2.) Try to encourage them to leave the room with a coat hanger.
3.) Grab your Blackberry, Google Wikipedia, and look up to see if you can touch a tarantula.
If you picked #2, you would have picked the second thing they did. The first thing they did was #3. Young city slickers, I tell you.
Let me clarify; they were with us on the trip, but not part of our church.
After seven months, people still stay out of buildings. In a village in Leogone, New Missions has a large church, and the school is being taught outdoors. The building shows no signs of distress, but they stubbornly stay outside. Tim reports that the government, shortly after the earthquake, told people to stay out of buildings. An inspector is supposed to be by soon and approve the building. Tim is confident the children will return to the church building by October.
New Missions hosted all their pastors today- 24 of them. It was a teaching, giving, and encouragement time. I was given the opportunity to speak to them. That’s rather intimidating, as their business is speaking. Giving a talk with an interpreter is interesting as well. You must speak, then allow the interpreter time to speak. After awhile, the two of you get into a rhythm.
Lunch time was special, too, as the leaders’ sponsored kids and their parents were invited to a luncheon and received special gifts. One highlight of the lunch was the fish. Easy to spot, as it was a complete fish, deep fried, looking at you from the plate. It was a pathetic thing. Maybe four or five inches long. Surely a ‘throw back’ in America. It tasted okay. Suffice it to say I didn’t eat all of it, as opposed to the Haitian woman across from me. I understand a Haitian at it all. All. No bones, nothing left over.

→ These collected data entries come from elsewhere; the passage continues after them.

// Copyright © 2019-2020 The Radicle Foundation <hello@radicle.foundation>
//
// This file is part of radicle-link, distributed under the GPLv3 with Radicle
// Linking Exception. For full terms see the included LICENSE file.

use link_canonical::{string, Cjson};
use pretty_assertions::assert_eq;
use proptest::prelude::*;
use test_helpers::roundtrip;
use unicode_normalization::UnicodeNormalization as _;

use crate::gen::gen_cstring;

#[derive(Debug, PartialEq, serde::Serialize, serde::Deserialize)]
struct T {
    #[serde(deserialize_with = "string::deserialize")]
    field: String,
}

impl T {
    fn normalised(&self) -> Self {
        Self {
            field: self.field.nfc().collect(),
        }
    }
}

fn gen_t() -> impl Strategy<Value = T> {
    ".*".prop_map(|field| T { field })
}

proptest! {
    #[test]
    fn cstring_roundtrip_str(cstring in gen_cstring()) {
        roundtrip::str(cstring)
    }

    #[test]
    fn cstring_roundtrip_json(cstring in gen_cstring()) {
        roundtrip::json(cstring)
    }

    #[test]
    fn cstring_roundtrip_cjson(cstring in gen_cstring()) {
        roundtrip::cjson(cstring)
    }

    #[test]
    fn any_string_roundtrip_json(t in gen_t()) {
        let ser = serde_json::to_string(&t).unwrap();
        let de = serde_json::from_str(&ser).unwrap();

        assert_eq!(t.normalised(), de)
    }

    #[test]
    fn any_string_roundtrip_cjson(t in gen_t()) {
        let canonical = Cjson(&t).canonical_form().unwrap();

        assert_eq!(t.normalised(), serde_json::from_slice(&canonical).unwrap())
    }
}
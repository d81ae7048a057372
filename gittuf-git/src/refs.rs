// Copyright © The gittuf-rs Contributors
//
// This file is part of radicle-link, distributed under the GPLv3 with Radicle
// Linking Exception. For full terms see the included LICENSE file.

//! Reference resolution, atomic updates and naming helpers.

use gittuf_hash::ObjectId;

use crate::{repo::Repository, Error, Result};

/// `rev-parse <name>`, mapping Git's "not a valid revision" error onto
/// [`Error::ReferenceNotFound`] rather than a raw exec failure.
pub fn get_reference(repo: &Repository, name: &str) -> Result<ObjectId> {
    let out = repo
        .executor()
        .with_args(["rev-parse", name])
        .execute()?;
    if out.status != 0 {
        let stderr = String::from_utf8_lossy(&out.stderr);
        if stderr.contains("unknown revision") || stderr.contains("not in the working tree") {
            return Err(Error::ReferenceNotFound(name.to_string()));
        }
        return Err(crate::executor::Error::NonZeroExit {
            args: format!("rev-parse {name}"),
            status: out.status,
            stderr: stderr.trim().to_string(),
        }
        .into());
    }
    let id = String::from_utf8_lossy(&out.stdout).trim().to_string();
    Ok(ObjectId::from_hex(id)?)
}

pub fn set_reference(repo: &Repository, name: &str, id: &ObjectId) -> Result<()> {
    repo.executor()
        .with_args(["update-ref", "--create-reflog", name, id.as_str()])
        .execute_string()?;
    Ok(())
}

/// The atomic compare-and-swap used whenever a policy reference is
/// advanced: fails if `name` does not currently point at `old`.
pub fn check_and_set_reference(
    repo: &Repository,
    name: &str,
    new_id: &ObjectId,
    old_id: &ObjectId,
) -> Result<()> {
    repo.executor()
        .with_args([
            "update-ref",
            "--create-reflog",
            name,
            new_id.as_str(),
            old_id.as_str(),
        ])
        .execute_string()?;
    Ok(())
}

pub fn get_symbolic_reference_target(repo: &Repository, name: &str) -> Result<String> {
    repo.executor()
        .with_args(["symbolic-ref", name])
        .execute_string()
        .map_err(|_| Error::ReferenceNotFound(name.to_string()))
}

/// Resolve a short name to a fully-qualified reference: `HEAD` resolves via
/// `symbolic-ref`, already-qualified refs (`refs/...`) pass through,
/// otherwise branch then tag are tried in that order.
pub fn absolute_reference(repo: &Repository, target: &str) -> Result<String> {
    if target == "HEAD" {
        return get_symbolic_reference_target(repo, "HEAD");
    }
    if target.starts_with("refs/") {
        return Ok(target.to_string());
    }

    let branch = BranchReferenceName(target);
    if get_reference(repo, &branch.to_string()).is_ok() {
        return Ok(branch.to_string());
    }
    let tag = TagReferenceName(target);
    if get_reference(repo, &tag.to_string()).is_ok() {
        return Ok(tag.to_string());
    }
    Err(Error::ReferenceNotFound(target.to_string()))
}

/// `refSpec(ref, remote, fastForwardOnly) -> string`.
///
/// Qualifies `reference`, computes the remote-side path (`refs/remotes/<remote>/...`
/// for branches; tag names pass through unchanged) and prefixes `+` unless
/// `fast_forward_only` is set. Tags are always treated as fast-forward-only,
/// regardless of what the caller passes.
pub fn ref_spec(reference: &str, remote: &str, fast_forward_only: bool) -> String {
    let qualified = if reference.starts_with("refs/") {
        reference.to_string()
    } else {
        BranchReferenceName(reference).to_string()
    };

    let is_tag = qualified.starts_with("refs/tags/");
    let remote_side = RemoteRef(&qualified, remote);

    if is_tag || fast_forward_only {
        format!("{qualified}:{remote_side}")
    } else {
        format!("+{qualified}:{remote_side}")
    }
}

/// Failsafe used by higher layers: reset `reference` back to `old_id` after
/// a failed operation, then propagate the original `cause`. If the reset
/// itself fails, both errors are reported together.
pub fn reset_due_to_error(
    repo: &Repository,
    cause: Error,
    reference: &str,
    old_id: &ObjectId,
) -> Error {
    match set_reference(repo, reference, old_id) {
        Ok(()) => Error::ResetAfterError {
            reference: reference.to_string(),
            old: old_id.clone(),
            cause: Box::new(cause),
        },
        Err(reset_error) => Error::ResetFailedAfterError {
            reference: reference.to_string(),
            old: old_id.clone(),
            reset_error: Box::new(reset_error),
            cause: Box::new(cause),
        },
    }
}

/// `refs/heads/<n>`, idempotent if `n` already carries the prefix.
pub struct BranchReferenceName<'a>(pub &'a str);

impl std::fmt::Display for BranchReferenceName<'_> {
    fn fmt(&self, f: &mut std::fmt::Formatter<'_>) -> std::fmt::Result {
        if self.0.starts_with("refs/heads/") {
            f.write_str(self.0)
        } else {
            write!(f, "refs/heads/{}", self.0)
        }
    }
}

/// `refs/tags/<n>`, idempotent if `n` already carries the prefix.
pub struct TagReferenceName<'a>(pub &'a str);

impl std::fmt::Display for TagReferenceName<'_> {
    fn fmt(&self, f: &mut std::fmt::Formatter<'_>) -> std::fmt::Result {
        if self.0.starts_with("refs/tags/") {
            f.write_str(self.0)
        } else {
            write!(f, "refs/tags/{}", self.0)
        }
    }
}

/// Translates a branch (or any non-tag ref) into its remote-tracking form
/// under `refs/remotes/<remote>/...`; tags pass through unchanged.
pub struct RemoteRef<'a>(pub &'a str, pub &'a str);

impl std::fmt::Display for RemoteRef<'_> {
    fn fmt(&self, f: &mut std::fmt::Formatter<'_>) -> std::fmt::Result {
        let RemoteRef(reference, remote) = self;
        if let Some(tag) = reference.strip_prefix("refs/tags/") {
            write!(f, "refs/tags/{tag}")
        } else if let Some(branch) = reference.strip_prefix("refs/heads/") {
            write!(f, "refs/remotes/{remote}/{branch}")
        } else {
            write!(f, "refs/remotes/{remote}/{reference}")
        }
    }
}

#[cfg(test)]
mod tests {
    use super::*;

    #[test]
    fn branch_reference_name_is_idempotent() {
        assert_eq!(BranchReferenceName("main").to_string(), "refs/heads/main");
        assert_eq!(
            BranchReferenceName("refs/heads/main").to_string(),
            "refs/heads/main"
        );
    }

    #[test]
    fn tag_reference_name_is_idempotent() {
        assert_eq!(TagReferenceName("v1").to_string(), "refs/tags/v1");
        assert_eq!(
            TagReferenceName("refs/tags/v1").to_string(),
            "refs/tags/v1"
        );
    }

    #[test]
    fn remote_ref_passes_tags_through() {
        assert_eq!(
            RemoteRef("refs/tags/v1", "origin").to_string(),
            "refs/tags/v1"
        );
        assert_eq!(
            RemoteRef("refs/heads/main", "origin").to_string(),
            "refs/remotes/origin/main"
        );
    }

    #[test]
    fn ref_spec_prefixes_non_fast_forward() {
        assert_eq!(
            ref_spec("main", "origin", false),
            "+refs/heads/main:refs/remotes/origin/main"
        );
        assert_eq!(
            ref_spec("main", "origin", true),
            "refs/heads/main:refs/remotes/origin/main"
        );
    }

    #[test]
    fn ref_spec_tags_are_always_fast_forward_only() {
        assert_eq!(
            ref_spec("refs/tags/v1", "origin", false),
            "refs/tags/v1:refs/tags/v1"
        );
    }
}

Just after lunch finished, the skies opened up. It rained a lot. Water drops bounced off flat surfaces and ran off the corrugated roofs in rows of waterfalls. It stopped briefly (long enough for Haitians to head back to their homes), then opened up again. It must be a mess if you’re halfway home. What do the school children do? Anyway, that axed our plans to go to the high school. Too bad. I wanted to see if they had the same lockers as my high school. Right!

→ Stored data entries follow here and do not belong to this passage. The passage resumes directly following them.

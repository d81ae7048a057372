// Copyright © The gittuf-rs Contributors
//
// This file is part of radicle-link, distributed under the GPLv3 with Radicle
// Linking Exception. For full terms see the included LICENSE file.

//! Resolving a policy [`Key`] into the [`VerificationKey`] shape the
//! signature engine dispatches on.

use gittuf_policy::Key;
use gittuf_signature::{backend::FulcioIdentity, key::VerificationKey};

use crate::error::{Error, Result};

/// `scheme` on a [`Key`] selects the verification method; `keyval.public`
/// carries whatever that method needs, e.g. an armored GPG public key, an
/// SSH public key line, or (for `sigstore`) `"<issuer> <identity>"`.
pub fn verification_key(key: &Key) -> Result<VerificationKey> {
    match key.scheme.as_str() {
        "gpg" => Ok(VerificationKey::Gpg {
            armored_public_key: key.keyval.public.clone(),
        }),
        "ssh" => Ok(VerificationKey::Ssh {
            public_key: key.keyval.public.clone(),
        }),
        "sigstore" => {
            let mut parts = key.keyval.public.splitn(2, ' ');
            let issuer = parts.next().filter(|s| !s.is_empty());
            let identity = parts.next().filter(|s| !s.is_empty());
            match (issuer, identity) {
                (Some(issuer), Some(identity)) => Ok(VerificationKey::Sigstore {
                    identity: FulcioIdentity {
                        issuer: issuer.to_string(),
                        identity: identity.to_string(),
                    },
                }),
                _ => Err(Error::MalformedSigstoreKeyMaterial(key.keyid.clone())),
            }
        },
        other => Err(Error::UnsupportedKeyScheme(key.keyid.clone(), other.to_string())),
    }
}

#[cfg(test)]
mod tests {
    use super::*;
    use gittuf_policy::principal::KeyMaterial;

    fn key(scheme: &str, public: &str) -> Key {
        Key {
            keyid: "k".to_string(),
            keytype: scheme.to_string(),
            scheme: scheme.to_string(),
            keyval: KeyMaterial {
                public: public.to_string(),
            },
        }
    }

    #[test]
    fn gpg_scheme_resolves_to_armored_key() {
        let resolved = verification_key(&key("gpg", "-----BEGIN PGP PUBLIC KEY BLOCK-----")).unwrap();
        assert!(matches!(resolved, VerificationKey::Gpg { .. }));
    }

    #[test]
    fn sigstore_scheme_splits_issuer_and_identity() {
        let resolved = verification_key(&key("sigstore", "https://issuer.example me@example.com")).unwrap();
        match resolved {
            VerificationKey::Sigstore { identity } => {
                assert_eq!(identity.issuer, "https://issuer.example");
                assert_eq!(identity.identity, "me@example.com");
            },
            _ => panic!("expected a sigstore key"),
        }
    }

    #[test]
    fn sigstore_scheme_rejects_missing_identity() {
        assert!(matches!(
            verification_key(&key("sigstore", "https://issuer.example")),
            Err(Error::MalformedSigstoreKeyMaterial(_))
        ));
    }

    #[test]
    fn unknown_scheme_is_rejected() {
        assert!(matches!(
            verification_key(&key("quantum", "x")),
            Err(Error::UnsupportedKeyScheme(_, _))
        ));
    }
}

After dinner (pizza) we headed off to church in the city of Leogone. The service had already started, and the congregation was rocking! The Haitians really know how to praise the Lord. And they go on and on for two reasons;
They really love the Lord.
They have nothing else to do.
I know that sounds bad, but Jesus talked about the sower and the seeds. Some fell and grew up in thorns. The cares of the world choked them out. They don’t have that problem. So they sing and sing and praise the Lord. They don’t cut it short to see the latest ‘American idol.’

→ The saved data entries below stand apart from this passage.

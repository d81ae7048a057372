// Copyright © 2019-2020 The Radicle Foundation <hello@radicle.foundation>
//
// This file is part of radicle-link, distributed under the GPLv3 with Radicle
// Linking Exception. For full terms see the included LICENSE file.

pub trait ResultExt<T, E> {
    /// Calls `f` if the result is [`Err`], **and** the predicate `pred` on the
    /// error value returns true. Otherwise returns the [`Ok`] value of
    /// `self`. Note that `f` may change the error type, so as long as the
    /// target type can be converted from the original one.
    ///
    /// # Examples
    ///
    /// ```
    /// use std::io;
    /// use gittuf_std_ext::result::ResultExt as _;
    ///
    /// let res = Err(io::Error::new(io::ErrorKind::Other, "crashbug"))
    ///     .or_matches::<io::Error, _, _>(|e| matches!(e.kind(), io::ErrorKind::Other), || Ok(()))
    ///     .unwrap();
    ///
    /// assert_eq!((), res)
    /// ```
    fn or_matches<E2, P, F>(self, pred: P, f: F) -> Result<T, E2>
    where
        E2: From<E>,
        P: FnOnce(&E) -> bool,
        F: FnOnce() -> Result<T, E2>;
}

impl<T, E> ResultExt<T, E> for Result<T, E> {
    fn or_matches<E2, P, F>(self, pred: P, f: F) -> Result<T, E2>
    where
        E2: From<E>,
        P: FnOnce(&E) -> bool,
        F: FnOnce() -> Result<T, E2>,
    {
        self.or_else(|e| if pred(&e) { f() } else { Err(e.into()) })
    }
}
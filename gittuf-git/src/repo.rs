// Copyright © The gittuf-rs Contributors
//
// This file is part of radicle-link, distributed under the GPLv3 with Radicle
// Linking Exception. For full terms see the included LICENSE file.

//! A handle onto a single Git repository, resolved once and reused for every
//! subsequent operation in this crate.

use std::{
    collections::BTreeMap,
    env,
    path::{Path, PathBuf},
    time::SystemTime,
};

use crate::{executor::Executor, Error, Result};

/// A mutable, injectable notion of "now", so tests can pin author/committer
/// timestamps instead of depending on wall-clock time.
pub trait Clock: std::fmt::Debug + Send + Sync {
    fn now(&self) -> SystemTime;
}

#[derive(Debug, Default)]
pub struct SystemClock;

impl Clock for SystemClock {
    fn now(&self) -> SystemTime {
        SystemTime::now()
    }
}

/// File status codes as reported by `git status --porcelain=1`.
#[derive(Clone, Copy, Debug, Eq, PartialEq)]
pub struct StatusEntry {
    pub x: char,
    pub y: char,
}

/// An opened handle onto a repository's object database.
///
/// Resolution order for the backing `GIT_DIR`, matching plain `git`'s own
/// resolution: an explicit path (verified to be a git directory itself, or
/// to contain a `.git` subdirectory), else the `GIT_DIR` environment
/// variable, else `git rev-parse --git-dir` run from the current directory.
#[derive(Debug)]
pub struct Repository {
    git_dir: PathBuf,
    bare: bool,
    clock: Box<dyn Clock>,
    /// Best-effort: `None` when the repository has no commit-graph, which
    /// is not an error, just a missing optimization.
    commit_graph: Option<PathBuf>,
}

impl Repository {
    pub fn open(path: Option<impl AsRef<Path>>) -> Result<Self> {
        let git_dir = match path {
            Some(p) => Self::resolve_explicit(p.as_ref())?,
            None => Self::resolve_ambient()?,
        };

        let bare = !git_dir
            .file_name()
            .map(|n| n == ".git")
            .unwrap_or(false);

        let commit_graph = {
            let candidate = git_dir.join("objects/info/commit-graph");
            candidate.exists().then_some(candidate)
        };

        Ok(Self {
            git_dir,
            bare,
            clock: Box::new(SystemClock),
            commit_graph,
        })
    }

    fn resolve_explicit(path: &Path) -> Result<PathBuf> {
        if Self::looks_like_git_dir(path) {
            return Ok(path.to_path_buf());
        }
        let dotgit = path.join(".git");
        if Self::looks_like_git_dir(&dotgit) {
            return Ok(dotgit);
        }
        Err(Error::ReferenceNotFound(format!(
            "{} is not a git directory",
            path.display()
        )))
    }

    fn looks_like_git_dir(path: &Path) -> bool {
        path.join("HEAD").exists() && path.join("objects").is_dir()
    }

    fn resolve_ambient() -> Result<PathBuf> {
        if let Ok(dir) = env::var("GIT_DIR") {
            return Ok(PathBuf::from(dir));
        }
        let out = Executor::new()
            .with_args(["rev-parse", "--git-dir"])
            .execute_string()?;
        Ok(PathBuf::from(out))
    }

    /// Replace the injected clock, e.g. with a fixed-time test double.
    pub fn with_clock(mut self, clock: impl Clock + 'static) -> Self {
        self.clock = Box::new(clock);
        self
    }

    pub fn clock(&self) -> &dyn Clock {
        self.clock.as_ref()
    }

    pub fn git_dir(&self) -> &Path {
        &self.git_dir
    }

    pub fn is_bare(&self) -> bool {
        self.bare
    }

    pub fn has_commit_graph(&self) -> bool {
        self.commit_graph.is_some()
    }

    /// Build an [`Executor`] pre-populated with `--git-dir` pointing at this
    /// handle's resolved directory.
    pub fn executor(&self) -> Executor {
        Executor::new().with_git_dir(&self.git_dir)
    }

    pub fn set_config(&self, key: &str, value: &str) -> Result<()> {
        self.executor()
            .with_args(["config", "--local", key, value])
            .execute_string()?;
        Ok(())
    }

    /// All config keys visible to this repository, lower-cased, parsed out
    /// of `config --get-regexp .*`. Keys appearing multiple times keep the
    /// last value, matching `git config --get`'s "last one wins" semantics.
    pub fn get_config(&self) -> Result<BTreeMap<String, String>> {
        let out = self
            .executor()
            .with_args(["config", "--get-regexp", ".*"])
            .execute_string()
            .unwrap_or_default();

        let mut map = BTreeMap::new();
        for line in out.lines() {
            if let Some((key, value)) = line.split_once(' ') {
                map.insert(key.to_ascii_lowercase(), value.to_string());
            } else {
                map.insert(line.to_ascii_lowercase(), String::new());
            }
        }
        Ok(map)
    }

    /// Working-tree status, parsed from NUL-separated porcelain v1 output.
    pub fn status(&self) -> Result<BTreeMap<String, StatusEntry>> {
        let output = self
            .executor()
            .with_args([
                "status",
                "--porcelain=1",
                "-z",
                "--untracked-files=all",
                "--ignored",
            ])
            .execute()?;

        let raw = String::from_utf8_lossy(&output.stdout);
        let mut map = BTreeMap::new();
        let mut fields = raw.split('\0').filter(|s| !s.is_empty());
        while let Some(entry) = fields.next() {
            if entry.len() < 3 {
                continue;
            }
            let mut chars = entry.chars();
            let x = chars.next().unwrap_or(' ');
            let y = chars.next().unwrap_or(' ');
            let path = entry[2..].trim_start().to_string();
            // Renames carry a second NUL-separated field (the "from" path);
            // it isn't surfaced in the status map, matching the map<path,
            // {x,y}> shape.
            if x == 'R' || y == 'R' {
                fields.next();
            }
            map.insert(path, StatusEntry { x, y });
        }
        Ok(map)
    }

    pub fn add_remote(&self, name: &str, url: &str) -> Result<()> {
        self.executor()
            .with_args(["remote", "add", name, url])
            .execute_string()?;
        Ok(())
    }

    pub fn remove_remote(&self, name: &str) -> Result<()> {
        self.executor()
            .with_args(["remote", "remove", name])
            .execute_string()?;
        Ok(())
    }

    pub fn get_remote_url(&self, name: &str) -> Result<String> {
        self.executor()
            .with_args(["remote", "get-url", name])
            .execute_string()
            .map_err(Into::into)
    }
}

Garett can understand Creole; he lived in Haiti for a year. He said the Haitians repeat the same thing over and over when they sing. But when they preach, it is repetitive too. Actually, I could tell tonight, as even though I couldn’t understand them, I could hear the words and phrases repeated, a lot.
The drive home is a trip. Lots of muddy roads, huge puddles, and cars, trucks, and bikes missing one another by inches. The new addition to the traffic challenges is rubble piled everywhere, even in the street. There is rubble everywhere.
In spite of the damage and destruction, the church service was uplifting. These people praise the Lord even though their conditions are not good. It is humbling.